I first heard the term Astrocytoma when a nurse called me the week following my surgery in which they took a sample of brain tissue for a biopsy. At the time of the call they were able to confirm that we were dealing with a Grade 2 Astrocytoma. What we didn’t know at that time was whether it was cancer or not, so they sent my tissue sample to the Mayo for some final testing. For those that have read my prior blog posts, An Introduction to Kiss My Astrocytoma & Digesting the Diagnosis, you already know what the outcome of that testing was. I learned on June 23rd that I have brain cancer, and more specifically, a cancerous Grade 2 Astrocytoma, IDH1-mutant. Over the course of the next few weeks I was able to learn what all of that meant. I’ve been able to familiarize myself with all the medical terminology that’s been thrown my way and I hope to help break it down for those of you who are interested to learn more.
Grade 2 Astrocytoma
Also called a low grade astrocytoma or a diffuse astrocytoma, I have learned that a grade 2 astrocytoma is considered to be an infiltrative tumor. Infiltrative tumors grow among and within the existing brain cells. These tumor cells don’t grow as an additional mass on the brain, rather they grow laced within the healthy cells. The primary characteristics of this type of tumor include slow growth, not having well defined borders, and most often occurring for adults between the ages of 20 and 40.
The cause of these tumors is highly unknown – there isn’t a genetic component and the only thing they can say for certain (along with most cancers) is that prior radiation exposure is a risk factor. Astrocytes are supportive cells for the brain in the nervous system. Because the tumor stems from these astrocytes in the nervous system, this explains the various neurological symptoms I’ve experienced on both sides of my body. My brain knows something foreign is there so my nerves are susceptible to misfiring which can lead to the concerns I’ve seen with balance, vision, speech, perception, tingling sensations, tremors, etc.
Tumor Location
I have mentioned in previous blog posts that I have 3 lesions on my brain, and yet I’ve been saying that I have 1 brain tumor. While the 3 lesions on my brain appear in the MRIs to be separate occurrences, we can assume they are connected to the same condition that has spread. That being said, I am dealing with a multifocal brain tumor, meaning it is 1 brain tumor that appears in multiple spots. All 3 lesions are in the right frontal lobe of my brain, but they are in very different locations of my right frontal lobe.

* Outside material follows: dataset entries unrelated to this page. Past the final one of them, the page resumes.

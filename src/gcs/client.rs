//! A small REST client for the Google Cloud Storage JSON API.
//!
//! This only implements the three operations the engine needs (media
//! download, compose, delete) rather than the full Storage surface; it plays
//! the same role as a hand-rolled Google Cloud client library, just scoped
//! down to this crate's needs.

use std::fmt;

use anyhow::Error;
use percent_encoding::{utf8_percent_encode, NON_ALPHANUMERIC};
use reqwest::{
    header::{HeaderMap, CONTENT_TYPE},
    StatusCode,
};
use serde::{Deserialize, Serialize};
use tracing::{error, instrument, trace};

use super::auth::Authenticator;
use crate::error::AdapterError;
use crate::retry::{wait, RetryPolicy, WaitStatus};

const STORAGE_API_BASE: &str = "https://storage.googleapis.com/storage/v1";

/// A small REST client for Google Cloud Storage, backed by `reqwest` and
/// authenticated via [`Authenticator`].
pub(crate) struct Client {
    authenticator: Authenticator,
    http: reqwest::Client,
}

impl Client {
    #[instrument(level = "trace")]
    pub(crate) async fn new() -> Result<Self, AdapterError> {
        let authenticator = Authenticator::new().await?;
        Ok(Self {
            authenticator,
            http: reqwest::Client::new(),
        })
    }

    /// Download the full contents of `bucket`/`name` as `?alt=media`.
    #[instrument(level = "trace", skip(self, retry))]
    pub(crate) async fn download(
        &self,
        bucket: &str,
        name: &str,
        retry: &RetryPolicy,
    ) -> Result<bytes::Bytes, AdapterError> {
        let url = format!(
            "{}/b/{}/o/{}?alt=media",
            STORAGE_API_BASE,
            percent_encode(bucket),
            percent_encode(name),
        );

        wait(retry, || {
            let url = url.clone();
            async move {
                match self.send(self.http.get(&url)).await {
                    Ok(resp) if resp.status().is_success() => {
                        match resp.bytes().await {
                            Ok(bytes) => WaitStatus::Finished(bytes),
                            Err(err) => WaitStatus::FailedTemporarily(err.into()),
                        }
                    }
                    Ok(resp) => {
                        let err = self.handle_error("GET", &url, bucket, name, resp).await;
                        classify(err)
                    }
                    Err(err) => classify(err.into()),
                }
            }
        })
        .await
    }

    /// Compose `sources` (in order) into a new object at `bucket`/`dest_name`.
    #[instrument(level = "trace", skip(self, sources, retry), fields(len = sources.len()))]
    pub(crate) async fn compose(
        &self,
        bucket: &str,
        dest_name: &str,
        sources: &[String],
        retry: &RetryPolicy,
    ) -> Result<(), AdapterError> {
        let url = format!(
            "{}/b/{}/o/{}/compose",
            STORAGE_API_BASE,
            percent_encode(bucket),
            percent_encode(dest_name),
        );
        let body = ComposeRequest {
            kind: "storage#composeRequest",
            source_objects: sources.iter().map(|name| SourceObject { name: name.clone() }).collect(),
        };

        wait(retry, || {
            let url = url.clone();
            let body = &body;
            async move {
                match self.send(self.http.post(&url).json(body)).await {
                    Ok(resp) if resp.status().is_success() => WaitStatus::Finished(()),
                    Ok(resp) => {
                        let err = self
                            .handle_error("POST", &url, bucket, dest_name, resp)
                            .await;
                        classify(err)
                    }
                    Err(err) => classify(err.into()),
                }
            }
        })
        .await
    }

    /// Delete `bucket`/`name`. A `404` is treated as success.
    #[instrument(level = "trace", skip(self, retry))]
    pub(crate) async fn delete(
        &self,
        bucket: &str,
        name: &str,
        retry: &RetryPolicy,
    ) -> Result<(), AdapterError> {
        let url = format!(
            "{}/b/{}/o/{}",
            STORAGE_API_BASE,
            percent_encode(bucket),
            percent_encode(name),
        );

        wait(retry, || {
            let url = url.clone();
            async move {
                match self.send(self.http.delete(&url)).await {
                    Ok(resp) if resp.status().is_success() => WaitStatus::Finished(()),
                    Ok(resp) if resp.status() == StatusCode::NOT_FOUND => WaitStatus::Finished(()),
                    Ok(resp) => {
                        let err = self.handle_error("DELETE", &url, bucket, name, resp).await;
                        classify(err)
                    }
                    Err(err) => classify(err.into()),
                }
            }
        })
        .await
    }

    async fn send(&self, builder: reqwest::RequestBuilder) -> Result<reqwest::Response, Error> {
        let token = self.authenticator.token().await?;
        builder
            .bearer_auth(token.as_str())
            .send()
            .await
            .map_err(Into::into)
    }

    /// Turn a non-2xx response into an [`AdapterError`], special-casing 404.
    async fn handle_error(
        &self,
        method: &str,
        url: &str,
        bucket: &str,
        name: &str,
        resp: reqwest::Response,
    ) -> AdapterError {
        if resp.status() == StatusCode::NOT_FOUND {
            return AdapterError::NotFound {
                bucket: bucket.to_owned(),
                name: name.to_owned(),
            };
        }

        let status = resp.status();
        let should_parse_as_json = response_claims_to_be_json(&resp);
        let body = match resp.bytes().await {
            Ok(body) => body,
            Err(err) => return AdapterError::Transient(err.into()),
        };

        if should_parse_as_json {
            if let Ok(parsed) = serde_json::from_slice::<ErrorResponse>(&body) {
                let err = anyhow::Error::new(parsed.error)
                    .context(format!("{} {} failed", method, url));
                return if status.is_server_error() {
                    AdapterError::Transient(err)
                } else {
                    AdapterError::Fatal(err)
                };
            }
        }

        let raw = String::from_utf8_lossy(&body);
        error!(%method, %url, %status, body = %raw, "unrecognized Google Cloud Storage error response");
        let err = anyhow::anyhow!("{} {} failed with status {}: {}", method, url, status, raw);
        if status.is_server_error() {
            AdapterError::Transient(err)
        } else {
            AdapterError::Fatal(err)
        }
    }
}

/// Map a generic `anyhow::Error` coming from a failed `send()` into a
/// `WaitStatus`, treating connection/timeout failures as retryable.
fn classify<T>(err: AdapterError) -> WaitStatus<T, AdapterError> {
    match &err {
        AdapterError::Transient(_) => WaitStatus::FailedTemporarily(err),
        AdapterError::NotFound { .. } => WaitStatus::FailedPermanently(err),
        AdapterError::Fatal(inner) => {
            if let Some(reqwest_err) = original_http_error(inner) {
                if reqwest_err.is_timeout() || reqwest_err.is_connect() {
                    return WaitStatus::FailedTemporarily(err);
                }
            }
            WaitStatus::FailedPermanently(err)
        }
    }
}

#[derive(Debug, Serialize)]
#[serde(rename_all = "camelCase")]
struct ComposeRequest {
    kind: &'static str,
    source_objects: Vec<SourceObject>,
}

#[derive(Debug, Serialize)]
struct SourceObject {
    name: String,
}

#[derive(Debug, Deserialize)]
struct ErrorResponse {
    error: GCloudError,
}

/// Information about a Google Cloud Storage error, as returned in the body of
/// a non-2xx JSON response.
#[derive(Debug, Deserialize)]
pub(crate) struct GCloudError {
    pub(crate) code: i32,
    pub(crate) message: String,
}

impl fmt::Display for GCloudError {
    fn fmt(&self, f: &mut fmt::Formatter<'_>) -> fmt::Result {
        write!(f, "Google Cloud Storage error {}: {}", self.code, self.message)
    }
}

impl std::error::Error for GCloudError {}

/// Percent-encode a string for use as a URL path component.
fn percent_encode(s: &str) -> impl fmt::Display + '_ {
    utf8_percent_encode(s, NON_ALPHANUMERIC)
}

/// Returns `true` if `resp` claims to carry a JSON body.
fn response_claims_to_be_json(resp: &reqwest::Response) -> bool {
    resp.headers()
        .get(CONTENT_TYPE)
        .and_then(|value| value.to_str().ok())
        .map(|value| value.starts_with("application/json"))
        .unwrap_or(false)
}

/// If `err` wraps a [`reqwest::Error`] anywhere in its chain, return it.
fn original_http_error(err: &Error) -> Option<&reqwest::Error> {
    err.chain().find_map(|cause| cause.downcast_ref::<reqwest::Error>())
}

#[cfg(test)]
mod tests {
    use super::*;

    #[test]
    fn percent_encode_escapes_slashes_in_object_names() {
        let encoded = percent_encode("dataflux-composed-objects/abc").to_string();
        assert!(encoded.contains("%2F"));
    }
}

The 2 smaller lesions are located in the posterior superior frontal gyrus and the anterior right superior frontal gyrus. They would have been able to successfully resect the tumor located in these 2 areas. The bigger lesion located in the superior medial precentral gyrus was the area of concern. This lesion is located along what is called the motor cortex which is a strip of the brain that controls movement of the body. Resecting the tumor in that area very likely could have left me paralyzed on the left side of my body. This is the lesion they targeted for the biopsy, so I am actually able to pinpoint where that is located by looking at the scar on my head from the surgical incision where they had to drill the burr hole.
Surgery
Because of the infiltrative nature of this tumor and the ill-defined borders, surgery is tricky with astrocytoma tumors as removing tumor cells in these cases inevitably means damaging healthy tissue along the way. Surgery for brain tumor removal is referred to as resection, with the primary goal to remove or resect as much of the tumor as they possibly can. Best practice is to only perform a surgery of this nature if they know they are able to resect a vast majority of the tumor considering this type of surgery is a craniotomy. In my case, due to the location of the tumor they would not have been able to resect a large enough amount of the tumor in order for the benefits to outweigh the risks.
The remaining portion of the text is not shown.